Only a slice of the listing below is wanted. Retype the lines from the one containing "keep their defaults." through the one containing "config.apply_env_overrides();", exactly, both ends included.

_ _ _ _ _

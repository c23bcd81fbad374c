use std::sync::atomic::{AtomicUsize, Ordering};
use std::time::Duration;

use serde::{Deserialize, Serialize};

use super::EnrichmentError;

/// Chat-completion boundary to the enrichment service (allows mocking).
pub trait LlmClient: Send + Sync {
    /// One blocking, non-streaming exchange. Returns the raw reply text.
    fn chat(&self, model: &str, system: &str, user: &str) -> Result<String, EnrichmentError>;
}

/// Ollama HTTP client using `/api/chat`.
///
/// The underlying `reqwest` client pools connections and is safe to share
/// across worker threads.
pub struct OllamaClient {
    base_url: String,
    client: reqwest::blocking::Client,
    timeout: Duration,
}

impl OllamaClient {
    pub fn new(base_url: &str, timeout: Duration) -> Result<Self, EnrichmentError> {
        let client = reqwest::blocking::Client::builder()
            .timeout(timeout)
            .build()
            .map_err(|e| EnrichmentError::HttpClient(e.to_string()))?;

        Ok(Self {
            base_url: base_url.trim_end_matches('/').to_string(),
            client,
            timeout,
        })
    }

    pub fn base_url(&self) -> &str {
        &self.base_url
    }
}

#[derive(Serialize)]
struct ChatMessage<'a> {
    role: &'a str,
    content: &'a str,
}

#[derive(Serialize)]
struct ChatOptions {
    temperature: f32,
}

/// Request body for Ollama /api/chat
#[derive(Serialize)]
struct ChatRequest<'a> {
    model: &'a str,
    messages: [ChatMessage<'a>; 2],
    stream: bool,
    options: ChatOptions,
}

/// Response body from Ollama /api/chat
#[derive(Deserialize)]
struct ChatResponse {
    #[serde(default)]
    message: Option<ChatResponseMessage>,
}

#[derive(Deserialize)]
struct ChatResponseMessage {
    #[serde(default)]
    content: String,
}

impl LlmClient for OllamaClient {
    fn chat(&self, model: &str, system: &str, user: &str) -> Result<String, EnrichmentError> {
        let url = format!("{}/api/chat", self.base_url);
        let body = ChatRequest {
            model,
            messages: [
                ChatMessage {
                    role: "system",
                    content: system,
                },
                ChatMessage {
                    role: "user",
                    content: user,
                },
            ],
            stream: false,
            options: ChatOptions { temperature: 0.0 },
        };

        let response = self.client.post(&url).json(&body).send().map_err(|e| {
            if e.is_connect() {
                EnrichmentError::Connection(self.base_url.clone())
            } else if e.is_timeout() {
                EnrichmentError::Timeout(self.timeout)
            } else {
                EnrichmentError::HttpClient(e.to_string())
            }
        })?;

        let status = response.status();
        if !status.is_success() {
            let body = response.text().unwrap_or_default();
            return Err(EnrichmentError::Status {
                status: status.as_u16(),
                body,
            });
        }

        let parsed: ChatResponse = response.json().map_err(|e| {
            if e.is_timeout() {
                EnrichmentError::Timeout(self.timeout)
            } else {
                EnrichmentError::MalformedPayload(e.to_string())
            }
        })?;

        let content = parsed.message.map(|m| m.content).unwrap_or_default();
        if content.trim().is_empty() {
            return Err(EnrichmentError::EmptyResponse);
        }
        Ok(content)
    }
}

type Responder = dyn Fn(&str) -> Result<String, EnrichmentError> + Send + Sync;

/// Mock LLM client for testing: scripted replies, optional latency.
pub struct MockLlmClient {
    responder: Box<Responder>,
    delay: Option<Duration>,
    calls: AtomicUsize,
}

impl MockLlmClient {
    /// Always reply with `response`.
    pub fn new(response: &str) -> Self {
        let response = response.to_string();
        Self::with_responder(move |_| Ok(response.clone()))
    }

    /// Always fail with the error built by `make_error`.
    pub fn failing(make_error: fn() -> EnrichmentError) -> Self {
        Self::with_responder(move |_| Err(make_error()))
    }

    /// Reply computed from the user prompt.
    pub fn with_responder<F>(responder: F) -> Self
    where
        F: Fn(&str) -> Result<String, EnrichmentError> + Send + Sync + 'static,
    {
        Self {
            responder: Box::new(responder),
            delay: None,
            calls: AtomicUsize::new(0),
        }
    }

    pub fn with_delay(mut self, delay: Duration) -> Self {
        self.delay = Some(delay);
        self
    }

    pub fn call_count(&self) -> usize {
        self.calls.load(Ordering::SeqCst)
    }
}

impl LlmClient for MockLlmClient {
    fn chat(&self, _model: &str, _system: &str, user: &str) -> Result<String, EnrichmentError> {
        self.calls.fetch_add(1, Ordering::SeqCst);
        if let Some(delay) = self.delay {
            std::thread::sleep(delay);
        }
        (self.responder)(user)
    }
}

_ _ _ _ _

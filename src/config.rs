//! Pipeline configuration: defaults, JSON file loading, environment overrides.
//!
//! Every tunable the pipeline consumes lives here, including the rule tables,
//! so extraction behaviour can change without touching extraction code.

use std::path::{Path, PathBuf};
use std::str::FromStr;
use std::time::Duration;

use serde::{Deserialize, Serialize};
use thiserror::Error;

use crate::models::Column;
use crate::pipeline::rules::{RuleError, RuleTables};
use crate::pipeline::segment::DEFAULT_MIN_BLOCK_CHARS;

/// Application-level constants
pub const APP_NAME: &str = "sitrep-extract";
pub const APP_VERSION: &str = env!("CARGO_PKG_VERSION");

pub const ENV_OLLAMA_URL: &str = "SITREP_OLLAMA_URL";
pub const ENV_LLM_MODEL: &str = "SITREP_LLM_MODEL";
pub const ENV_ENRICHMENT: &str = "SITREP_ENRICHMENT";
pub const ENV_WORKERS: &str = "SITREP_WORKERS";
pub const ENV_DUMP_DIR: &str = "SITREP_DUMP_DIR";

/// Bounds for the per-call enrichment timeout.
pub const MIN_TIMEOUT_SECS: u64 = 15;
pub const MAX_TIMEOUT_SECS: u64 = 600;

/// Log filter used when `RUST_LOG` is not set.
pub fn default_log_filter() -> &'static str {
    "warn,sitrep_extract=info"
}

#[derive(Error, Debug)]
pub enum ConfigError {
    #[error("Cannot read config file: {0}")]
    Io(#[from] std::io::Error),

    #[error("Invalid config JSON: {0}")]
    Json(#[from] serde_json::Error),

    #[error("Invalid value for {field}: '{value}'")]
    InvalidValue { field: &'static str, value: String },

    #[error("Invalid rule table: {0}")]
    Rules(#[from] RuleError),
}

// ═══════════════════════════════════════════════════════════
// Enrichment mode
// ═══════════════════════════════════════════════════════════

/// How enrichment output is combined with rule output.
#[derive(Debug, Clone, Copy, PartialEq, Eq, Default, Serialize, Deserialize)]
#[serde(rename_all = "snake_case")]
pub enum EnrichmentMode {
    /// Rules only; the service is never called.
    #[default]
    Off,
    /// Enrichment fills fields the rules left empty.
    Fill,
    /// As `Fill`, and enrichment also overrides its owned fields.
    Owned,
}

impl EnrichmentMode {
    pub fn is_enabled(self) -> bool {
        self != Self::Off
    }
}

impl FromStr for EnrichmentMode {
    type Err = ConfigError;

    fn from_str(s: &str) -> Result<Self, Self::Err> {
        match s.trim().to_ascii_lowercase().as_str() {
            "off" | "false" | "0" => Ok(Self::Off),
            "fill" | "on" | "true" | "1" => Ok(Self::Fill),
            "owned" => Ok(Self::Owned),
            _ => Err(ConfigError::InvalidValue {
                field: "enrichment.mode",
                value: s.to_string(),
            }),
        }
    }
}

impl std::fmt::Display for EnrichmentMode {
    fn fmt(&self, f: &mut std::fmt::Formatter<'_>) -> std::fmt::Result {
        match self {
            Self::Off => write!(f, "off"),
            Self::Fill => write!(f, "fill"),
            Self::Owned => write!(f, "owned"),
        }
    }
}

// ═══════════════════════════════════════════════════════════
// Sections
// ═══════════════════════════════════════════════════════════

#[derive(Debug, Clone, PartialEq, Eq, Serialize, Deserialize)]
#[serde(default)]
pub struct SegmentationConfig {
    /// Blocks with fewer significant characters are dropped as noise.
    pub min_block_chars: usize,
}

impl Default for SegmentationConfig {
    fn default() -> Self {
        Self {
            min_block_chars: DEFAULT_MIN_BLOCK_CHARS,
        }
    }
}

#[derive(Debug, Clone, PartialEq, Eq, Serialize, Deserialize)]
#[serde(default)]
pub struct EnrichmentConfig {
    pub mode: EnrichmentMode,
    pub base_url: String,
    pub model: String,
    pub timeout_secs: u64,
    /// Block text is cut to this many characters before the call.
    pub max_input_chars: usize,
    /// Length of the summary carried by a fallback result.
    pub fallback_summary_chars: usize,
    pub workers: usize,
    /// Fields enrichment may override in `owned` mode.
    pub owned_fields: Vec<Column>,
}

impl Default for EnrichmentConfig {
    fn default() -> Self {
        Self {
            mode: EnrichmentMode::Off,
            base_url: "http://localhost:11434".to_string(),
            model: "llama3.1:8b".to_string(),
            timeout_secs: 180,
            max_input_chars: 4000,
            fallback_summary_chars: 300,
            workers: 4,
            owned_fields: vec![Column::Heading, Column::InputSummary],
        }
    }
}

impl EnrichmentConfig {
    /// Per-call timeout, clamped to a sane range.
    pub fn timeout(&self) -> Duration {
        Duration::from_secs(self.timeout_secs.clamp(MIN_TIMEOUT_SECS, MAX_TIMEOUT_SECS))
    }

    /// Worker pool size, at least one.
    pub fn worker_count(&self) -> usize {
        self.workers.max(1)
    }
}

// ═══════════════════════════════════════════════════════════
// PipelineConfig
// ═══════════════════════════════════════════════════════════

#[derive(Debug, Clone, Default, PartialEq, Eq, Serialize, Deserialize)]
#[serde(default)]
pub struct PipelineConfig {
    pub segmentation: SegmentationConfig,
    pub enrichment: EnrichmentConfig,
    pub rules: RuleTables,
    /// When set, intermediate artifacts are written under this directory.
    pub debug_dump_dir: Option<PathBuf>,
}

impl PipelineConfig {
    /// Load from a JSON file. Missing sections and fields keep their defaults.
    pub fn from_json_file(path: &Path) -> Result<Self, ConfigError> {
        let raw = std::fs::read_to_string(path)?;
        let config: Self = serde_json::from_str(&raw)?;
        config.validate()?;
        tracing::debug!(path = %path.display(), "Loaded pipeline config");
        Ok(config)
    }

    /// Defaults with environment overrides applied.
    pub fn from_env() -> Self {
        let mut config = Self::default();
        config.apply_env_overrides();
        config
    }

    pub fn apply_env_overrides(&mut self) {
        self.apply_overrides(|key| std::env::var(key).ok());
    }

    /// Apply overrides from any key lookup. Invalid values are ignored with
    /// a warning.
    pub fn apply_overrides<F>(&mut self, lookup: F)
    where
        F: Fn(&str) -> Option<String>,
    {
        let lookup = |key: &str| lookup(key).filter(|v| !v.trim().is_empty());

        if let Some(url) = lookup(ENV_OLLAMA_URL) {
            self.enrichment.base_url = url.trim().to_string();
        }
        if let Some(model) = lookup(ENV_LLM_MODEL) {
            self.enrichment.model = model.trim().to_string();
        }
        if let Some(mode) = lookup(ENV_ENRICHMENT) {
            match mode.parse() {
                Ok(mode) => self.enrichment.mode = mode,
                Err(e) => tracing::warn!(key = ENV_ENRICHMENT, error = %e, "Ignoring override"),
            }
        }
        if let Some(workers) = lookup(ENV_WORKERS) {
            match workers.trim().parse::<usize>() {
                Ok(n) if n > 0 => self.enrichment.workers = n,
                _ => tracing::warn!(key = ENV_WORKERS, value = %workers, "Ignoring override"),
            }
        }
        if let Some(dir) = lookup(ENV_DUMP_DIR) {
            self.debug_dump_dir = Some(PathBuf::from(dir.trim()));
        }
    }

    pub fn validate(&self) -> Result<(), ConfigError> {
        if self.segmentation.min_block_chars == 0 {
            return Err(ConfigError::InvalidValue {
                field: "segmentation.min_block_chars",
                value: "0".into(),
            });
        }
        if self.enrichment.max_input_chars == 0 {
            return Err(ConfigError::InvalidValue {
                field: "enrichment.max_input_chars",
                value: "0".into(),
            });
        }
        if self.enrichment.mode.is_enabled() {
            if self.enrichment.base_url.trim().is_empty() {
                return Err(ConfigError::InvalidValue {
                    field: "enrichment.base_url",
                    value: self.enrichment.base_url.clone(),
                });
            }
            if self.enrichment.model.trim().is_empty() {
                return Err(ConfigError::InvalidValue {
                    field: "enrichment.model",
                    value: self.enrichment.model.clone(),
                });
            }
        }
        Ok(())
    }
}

_ _ _ _ _

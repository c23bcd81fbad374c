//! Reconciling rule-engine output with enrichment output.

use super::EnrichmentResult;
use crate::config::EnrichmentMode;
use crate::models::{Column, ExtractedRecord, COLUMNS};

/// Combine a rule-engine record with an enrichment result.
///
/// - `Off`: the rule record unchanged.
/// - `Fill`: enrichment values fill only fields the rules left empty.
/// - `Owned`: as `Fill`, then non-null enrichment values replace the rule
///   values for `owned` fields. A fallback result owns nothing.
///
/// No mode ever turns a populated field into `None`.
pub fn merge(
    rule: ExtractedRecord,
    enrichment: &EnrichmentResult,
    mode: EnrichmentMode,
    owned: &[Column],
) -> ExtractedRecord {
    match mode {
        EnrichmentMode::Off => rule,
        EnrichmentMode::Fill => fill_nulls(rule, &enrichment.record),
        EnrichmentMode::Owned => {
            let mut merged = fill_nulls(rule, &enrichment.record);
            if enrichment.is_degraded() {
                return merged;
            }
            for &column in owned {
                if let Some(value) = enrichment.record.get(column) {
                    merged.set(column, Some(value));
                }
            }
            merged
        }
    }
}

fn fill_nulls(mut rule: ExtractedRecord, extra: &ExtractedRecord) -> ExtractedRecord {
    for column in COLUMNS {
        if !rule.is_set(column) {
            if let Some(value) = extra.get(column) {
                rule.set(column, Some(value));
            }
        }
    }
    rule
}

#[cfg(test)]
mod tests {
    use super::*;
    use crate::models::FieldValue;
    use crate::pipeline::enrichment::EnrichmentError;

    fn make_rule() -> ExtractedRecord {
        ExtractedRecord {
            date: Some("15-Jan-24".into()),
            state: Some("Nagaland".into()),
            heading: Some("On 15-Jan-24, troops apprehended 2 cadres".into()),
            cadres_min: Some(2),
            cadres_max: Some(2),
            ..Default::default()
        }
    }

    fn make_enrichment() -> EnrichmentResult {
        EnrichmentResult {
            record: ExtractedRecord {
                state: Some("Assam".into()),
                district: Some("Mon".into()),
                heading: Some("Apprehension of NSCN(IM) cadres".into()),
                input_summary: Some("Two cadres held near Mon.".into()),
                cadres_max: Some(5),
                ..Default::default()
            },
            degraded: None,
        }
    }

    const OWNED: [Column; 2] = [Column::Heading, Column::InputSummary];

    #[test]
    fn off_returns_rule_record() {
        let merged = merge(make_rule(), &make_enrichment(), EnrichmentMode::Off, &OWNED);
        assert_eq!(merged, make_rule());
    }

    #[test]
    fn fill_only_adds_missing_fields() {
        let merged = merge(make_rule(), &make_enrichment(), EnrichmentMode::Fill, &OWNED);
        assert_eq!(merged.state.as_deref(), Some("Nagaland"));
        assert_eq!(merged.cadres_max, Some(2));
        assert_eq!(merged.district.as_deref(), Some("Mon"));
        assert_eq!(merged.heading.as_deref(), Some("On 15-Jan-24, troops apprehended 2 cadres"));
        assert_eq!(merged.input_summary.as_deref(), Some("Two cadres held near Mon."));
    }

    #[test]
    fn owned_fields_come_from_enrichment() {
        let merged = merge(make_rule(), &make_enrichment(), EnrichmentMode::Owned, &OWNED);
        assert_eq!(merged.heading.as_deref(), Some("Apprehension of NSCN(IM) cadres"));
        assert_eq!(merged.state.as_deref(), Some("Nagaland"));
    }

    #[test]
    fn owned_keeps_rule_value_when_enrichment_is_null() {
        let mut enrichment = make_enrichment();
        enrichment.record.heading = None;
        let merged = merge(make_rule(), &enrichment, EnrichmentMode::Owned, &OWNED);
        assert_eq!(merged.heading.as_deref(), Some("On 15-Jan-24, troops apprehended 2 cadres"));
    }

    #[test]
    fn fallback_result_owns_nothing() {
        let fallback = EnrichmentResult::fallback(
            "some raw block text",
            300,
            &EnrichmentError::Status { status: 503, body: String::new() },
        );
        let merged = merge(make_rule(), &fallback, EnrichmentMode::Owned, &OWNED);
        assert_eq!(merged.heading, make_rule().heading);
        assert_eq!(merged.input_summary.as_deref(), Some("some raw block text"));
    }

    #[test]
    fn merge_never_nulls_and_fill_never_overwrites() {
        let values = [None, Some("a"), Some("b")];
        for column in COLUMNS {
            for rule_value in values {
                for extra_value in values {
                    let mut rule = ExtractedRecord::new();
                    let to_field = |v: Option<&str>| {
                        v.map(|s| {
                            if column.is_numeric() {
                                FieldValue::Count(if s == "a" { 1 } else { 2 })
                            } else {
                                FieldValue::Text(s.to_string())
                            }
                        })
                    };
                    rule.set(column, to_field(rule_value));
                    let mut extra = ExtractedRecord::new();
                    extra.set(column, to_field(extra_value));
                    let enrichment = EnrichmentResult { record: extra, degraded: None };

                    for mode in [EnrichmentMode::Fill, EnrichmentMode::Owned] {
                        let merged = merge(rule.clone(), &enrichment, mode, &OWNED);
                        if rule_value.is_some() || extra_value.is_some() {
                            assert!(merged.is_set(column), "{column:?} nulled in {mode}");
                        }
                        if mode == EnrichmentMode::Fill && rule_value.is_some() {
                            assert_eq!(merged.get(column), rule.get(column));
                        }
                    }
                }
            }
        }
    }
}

_ _ _ _ _

→ **Response for this exercise**:
    /// Load from a JSON file. Missing sections and fields keep their defaults.
    pub fn from_json_file(path: &Path) -> Result<Self, ConfigError> {
        let raw = std::fs::read_to_string(path)?;
        let config: Self = serde_json::from_str(&raw)?;
        config.validate()?;
        tracing::debug!(path = %path.display(), "Loaded pipeline config");
        Ok(config)
    }

    /// Defaults with environment overrides applied.
    pub fn from_env() -> Self {
        let mut config = Self::default();
        config.apply_env_overrides();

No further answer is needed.